Saved data entries
--- START ---
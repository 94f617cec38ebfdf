use crate::checksum::Checksum;
use std::io::Write;
use std::ops::Range;
use std::path::Path;

/// Mutable in-memory copy of a target file.
///
/// Owned by exactly one engine run and never written to disk until commit.
#[derive(Debug, Clone, PartialEq, Eq)]
pub struct WorkingBuffer {
    bytes: Vec<u8>,
}

impl WorkingBuffer {
    pub fn new(bytes: Vec<u8>) -> Self {
        Self { bytes }
    }

    pub fn from_slice(bytes: &[u8]) -> Self {
        Self::new(bytes.to_vec())
    }

    pub fn as_slice(&self) -> &[u8] {
        &self.bytes
    }

    pub fn len(&self) -> usize {
        self.bytes.len()
    }

    pub fn is_empty(&self) -> bool {
        self.bytes.is_empty()
    }

    pub fn get(&self, range: Range<usize>) -> Option<&[u8]> {
        self.bytes.get(range)
    }

    pub fn checksum(&self) -> Checksum {
        Checksum::of(&self.bytes)
    }

    /// Replace `len` bytes at `offset` with `replacement`.
    ///
    /// Callers validate the span first; see [`crate::edit::apply_batch`].
    pub(crate) fn splice(&mut self, offset: usize, len: usize, replacement: &[u8]) {
        if replacement.len() == len {
            self.bytes[offset..offset + len].copy_from_slice(replacement);
        } else {
            self.bytes
                .splice(offset..offset + len, replacement.iter().copied());
        }
    }

    pub fn into_inner(self) -> Vec<u8> {
        self.bytes
    }
}

impl AsRef<[u8]> for WorkingBuffer {
    fn as_ref(&self) -> &[u8] {
        &self.bytes
    }
}

/// Atomic file write: tempfile + fsync + rename.
///
/// Either the full content lands at `path` or `path` is left untouched.
pub fn atomic_write(path: &Path, content: &[u8]) -> std::io::Result<()> {
    // Tempfile in the same directory so the rename stays on one filesystem
    let parent = match path.parent() {
        Some(p) if !p.as_os_str().is_empty() => p,
        Some(_) => Path::new("."),
        None => {
            return Err(std::io::Error::new(
                std::io::ErrorKind::InvalidInput,
                "path has no parent directory",
            ))
        }
    };

    let mut temp = tempfile::NamedTempFile::new_in(parent)?;
    // Keep the target's mode; tempfiles are created 0600
    if let Ok(metadata) = std::fs::metadata(path) {
        temp.as_file().set_permissions(metadata.permissions())?;
    }
    temp.write_all(content)?;
    temp.as_file().sync_all()?;
    temp.persist(path).map_err(|e| e.error)?;

    Ok(())
}
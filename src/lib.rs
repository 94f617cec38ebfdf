//! Sigpatcher: signature-based binary patching for game clients
//!
//! Patches are declared as data: a [`PatchSet`] is an ordered list of
//! [`PatchRule`]s, each locating a byte [`Signature`] (with `??` wildcards)
//! and overwriting a region near every selected match. Rules survive client
//! updates that move code around, because they never hard-code offsets.
//!
//! # Architecture
//!
//! Every rule compiles down to one primitive: [`ByteEdit`], a verified
//! byte-span replacement on an in-memory [`WorkingBuffer`]. Intelligence
//! lives in span acquisition ([`PatternMatcher`], offset adjustments and
//! [`Transform`]s), not in the application logic.
//!
//! # Safety
//!
//! - A patch set applies completely or not at all
//! - Edits verify their before-bytes before writing
//! - Resizing rules are refused in safe mode
//! - Atomic file writes (tempfile + fsync + rename)
//! - Backups with checksummed sidecars, rollback on failure
//! - Idempotent operations
//!
//! # Example
//!
//! ```no_run
//! use sigpatcher::{load_from_path, ApplyRequest, EngineConfig, PatchEngine};
//! use std::path::Path;
//!
//! let set = load_from_path("patches/trust-check.toml")?;
//! let engine = PatchEngine::new(EngineConfig::default())?;
//!
//! let report = engine.apply_file(&set, &ApplyRequest::new(Path::new("client.exe")));
//! println!("{report}");
//! # Ok::<(), Box<dyn std::error::Error>>(())
//! ```

pub mod buffer;
pub mod checksum;
pub mod config;
pub mod edit;
pub mod engine;
pub mod error;
pub mod guard;
pub mod matcher;
pub mod patch;
pub mod profile;
pub mod report;
pub mod signature;
pub mod transform;

// Re-exports
pub use buffer::WorkingBuffer;
pub use checksum::Checksum;
pub use config::{
    load_from_path, load_from_str, load_profiles_from_path, load_profiles_from_str, ConfigError,
    VersionError,
};
pub use edit::{ByteEdit, EditError, EditResult, EditVerification};
pub use engine::{ApplyRequest, CancelToken, EngineConfig, PatchEngine};
pub use error::{ErrorKind, PatchError};
pub use guard::{BackupRecord, IntegrityGuard, Invariants, Snapshot};
pub use matcher::PatternMatcher;
pub use patch::{Occurrence, PatchRule, PatchSet, PostCondition, Replacement, RequiredCount};
pub use profile::{Confidence, FingerprintMatch, ProfileRegistry, VersionProfile};
pub use report::{ApplicationReport, RuleReport, RuleStatus};
pub use signature::{ByteToken, Signature, SignatureError};
pub use transform::{Transform, TransformError};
--- END ---
What to do
The required answer is a single number: the count of lines in the entries that hold the string "directory".

Response to this task
2